:: Data section ::
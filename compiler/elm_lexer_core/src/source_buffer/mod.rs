//! Sentinel-terminated source buffer and the in-memory [`Cursor`].
//!
//! The buffer stores the source bytes followed by a single `0x00` sentinel,
//! so reading the byte at the end of input is always in bounds and yields
//! the `'\0'` lookahead the scanner treats as end of input.
//!
//! [`SourceCursor`] follows the token-boundary rules of a tree-sitter lexer:
//! skipped characters move the token start, the token end is the last
//! marked position (or the current one if never marked), and an end before
//! the start collapses to a zero-width token at the end.

use std::ops::Range;

use crate::{Cursor, Span};

/// Owned source bytes plus a trailing `0x00` sentinel.
///
/// # Layout
///
/// ```text
/// [source_bytes..., 0x00]
///  ^                ^
///  0           source_len (sentinel)
/// ```
#[derive(Clone, Debug)]
pub struct SourceBuffer {
    buf: Vec<u8>,
    source_len: u32,
}

impl SourceBuffer {
    /// Create a buffer from UTF-8 source text.
    pub fn new(source: &str) -> Self {
        Self::from_bytes(source.as_bytes())
    }

    /// Create a buffer from raw bytes that may not be valid UTF-8.
    ///
    /// Sources larger than `u32::MAX` bytes are truncated to `u32::MAX`;
    /// positions are 32-bit throughout.
    pub fn from_bytes(source: &[u8]) -> Self {
        let source_len = u32::try_from(source.len()).unwrap_or(u32::MAX);
        let kept = &source[..source_len as usize];
        let mut buf = Vec::with_capacity(kept.len() + 1);
        buf.extend_from_slice(kept);
        buf.push(0);
        Self { buf, source_len }
    }

    /// Returns the source bytes (without the sentinel).
    pub fn as_bytes(&self) -> &[u8] {
        &self.buf[..self.source_len as usize]
    }

    /// Length of the source content in bytes.
    pub fn len(&self) -> u32 {
        self.source_len
    }

    /// Returns `true` if the source content is empty.
    pub fn is_empty(&self) -> bool {
        self.source_len == 0
    }

    /// Create a [`SourceCursor`] over the whole source, positioned at byte 0.
    pub fn cursor(&self) -> SourceCursor<'_> {
        SourceCursor::new(&self.buf, self.source_len, vec![0..self.source_len])
    }

    /// Create a [`SourceCursor`] that only sees the given byte ranges.
    ///
    /// Ranges are clamped to the source, empty ranges are dropped, and the
    /// rest are visited in ascending order. Advancing off the end of one
    /// range continues at the start of the next; the input ends after the
    /// last range. An empty range list yields a cursor already at EOF.
    pub fn cursor_with_ranges(&self, ranges: &[Range<u32>]) -> SourceCursor<'_> {
        let mut included: Vec<Range<u32>> = ranges
            .iter()
            .map(|r| r.start.min(self.source_len)..r.end.min(self.source_len))
            .filter(|r| r.start < r.end)
            .collect();
        included.sort_by_key(|r| r.start);
        SourceCursor::new(&self.buf, self.source_len, included)
    }
}

/// In-memory [`Cursor`] over a [`SourceBuffer`].
///
/// Besides the [`Cursor`] contract it exposes what a host reads back after
/// a scan: the token span, the reported symbol, and [`reset`](Self::reset)
/// to resume scanning wherever the host's own lexing left off.
#[derive(Clone, Debug)]
pub struct SourceCursor<'a> {
    /// Source bytes followed by the `0x00` sentinel.
    buf: &'a [u8],
    source_len: u32,
    /// Included ranges in ascending order. Never overlapping.
    ranges: Vec<Range<u32>>,
    /// Index into `ranges` of the range containing `pos`.
    range_idx: usize,
    pos: u32,
    token_start: u32,
    token_end: Option<u32>,
    result_symbol: Option<u16>,
}

impl<'a> SourceCursor<'a> {
    fn new(buf: &'a [u8], source_len: u32, ranges: Vec<Range<u32>>) -> Self {
        debug_assert!(
            buf.get(source_len as usize) == Some(&0),
            "sentinel byte must follow the source"
        );
        let start = ranges.first().map_or(source_len, |r| r.start);
        let mut cursor = Self {
            buf,
            source_len,
            ranges,
            range_idx: 0,
            pos: start,
            token_start: start,
            token_end: None,
            result_symbol: None,
        };
        cursor.reset(start);
        cursor
    }

    /// Start a new token at byte offset `pos`.
    ///
    /// Clears the marked end and the reported symbol. A position outside
    /// every included range moves forward to the start of the next range.
    pub fn reset(&mut self, pos: u32) {
        let pos = pos.min(self.source_len);
        self.range_idx = self
            .ranges
            .iter()
            .position(|r| pos < r.end)
            .unwrap_or(self.ranges.len());
        self.pos = match self.ranges.get(self.range_idx) {
            Some(range) => pos.max(range.start),
            None => self.end_of_input(),
        };
        self.token_start = self.pos;
        self.token_end = None;
        self.result_symbol = None;
    }

    /// Current byte offset.
    #[inline]
    pub fn position(&self) -> u32 {
        self.pos
    }

    /// Span of the token produced since the last [`reset`](Self::reset).
    pub fn token_span(&self) -> Span {
        let end = self.token_end.unwrap_or(self.pos);
        Span::new(self.token_start.min(end), end)
    }

    /// Symbol reported through [`Cursor::set_result_symbol`], if any.
    pub fn result_symbol(&self) -> Option<u16> {
        self.result_symbol
    }

    /// Reported symbol and span together, the pair a host records per token.
    pub fn token(&self) -> (Option<u16>, Span) {
        (self.result_symbol, self.token_span())
    }

    /// Position reported once every range is exhausted.
    fn end_of_input(&self) -> u32 {
        self.ranges.last().map_or(self.source_len, |r| r.end)
    }

    /// Byte at `pos`, or the sentinel past the source.
    #[inline]
    fn byte_at(&self, pos: u32) -> u8 {
        self.buf.get(pos as usize).copied().unwrap_or(0)
    }

    /// Decode the character at the current position.
    ///
    /// Returns the character and its width in bytes. Invalid UTF-8 decodes
    /// as the raw byte value with width 1.
    fn decode(&self) -> (char, u32) {
        let lead = self.byte_at(self.pos);
        let width = utf8_char_width(lead);
        if width == 1 {
            return (char::from(lead), 1);
        }
        let start = self.pos as usize;
        let end = (start + width as usize).min(self.source_len as usize);
        match std::str::from_utf8(&self.buf[start..end])
            .ok()
            .and_then(|s| s.chars().next())
        {
            Some(c) => (c, width),
            None => (char::from(lead), 1),
        }
    }

    fn step(&mut self) {
        if self.is_eof() {
            return;
        }
        let (_, width) = self.decode();
        self.pos = self.pos.saturating_add(width);
        while let Some(range) = self.ranges.get(self.range_idx) {
            if self.pos < range.end {
                break;
            }
            self.range_idx += 1;
            match self.ranges.get(self.range_idx) {
                Some(next) => self.pos = self.pos.max(next.start),
                None => self.pos = self.end_of_input(),
            }
        }
    }
}

/// Number of bytes in the UTF-8 sequence introduced by `byte`.
///
/// Continuation and invalid lead bytes count as 1 so they are consumed
/// one at a time.
#[inline]
fn utf8_char_width(byte: u8) -> u32 {
    match byte {
        0xC0..=0xDF => 2,
        0xE0..=0xEF => 3,
        0xF0..=0xF7 => 4,
        _ => 1,
    }
}

impl Cursor for SourceCursor<'_> {
    #[inline]
    fn lookahead(&self) -> char {
        if self.is_eof() {
            '\0'
        } else {
            self.decode().0
        }
    }

    #[inline]
    fn advance(&mut self) {
        self.step();
    }

    #[inline]
    fn skip(&mut self) {
        self.step();
        self.token_start = self.pos;
    }

    #[inline]
    fn mark_end(&mut self) {
        self.token_end = Some(self.pos);
    }

    #[allow(
        clippy::cast_possible_truncation,
        reason = "line length <= source_len which fits in u32"
    )]
    fn column(&mut self) -> u32 {
        let before = &self.buf[..self.pos as usize];
        let line_start = memchr::memrchr(b'\n', before).map_or(0, |i| i + 1);
        // Count characters by their lead bytes; continuation bytes are 0b10xx_xxxx.
        before[line_start..]
            .iter()
            .filter(|&&b| b & 0xC0 != 0x80)
            .count() as u32
    }

    #[inline]
    fn is_eof(&self) -> bool {
        self.range_idx >= self.ranges.len()
    }

    fn is_at_included_range_start(&self) -> bool {
        self.ranges
            .get(self.range_idx)
            .is_some_and(|r| r.start == self.pos)
    }

    fn set_result_symbol(&mut self, symbol: u16) {
        self.result_symbol = Some(symbol);
    }
}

:: Exercise brief ::
Every line above that holds the string "Returns" counts once; give the total and nothing more.

:: Exercise output ::
3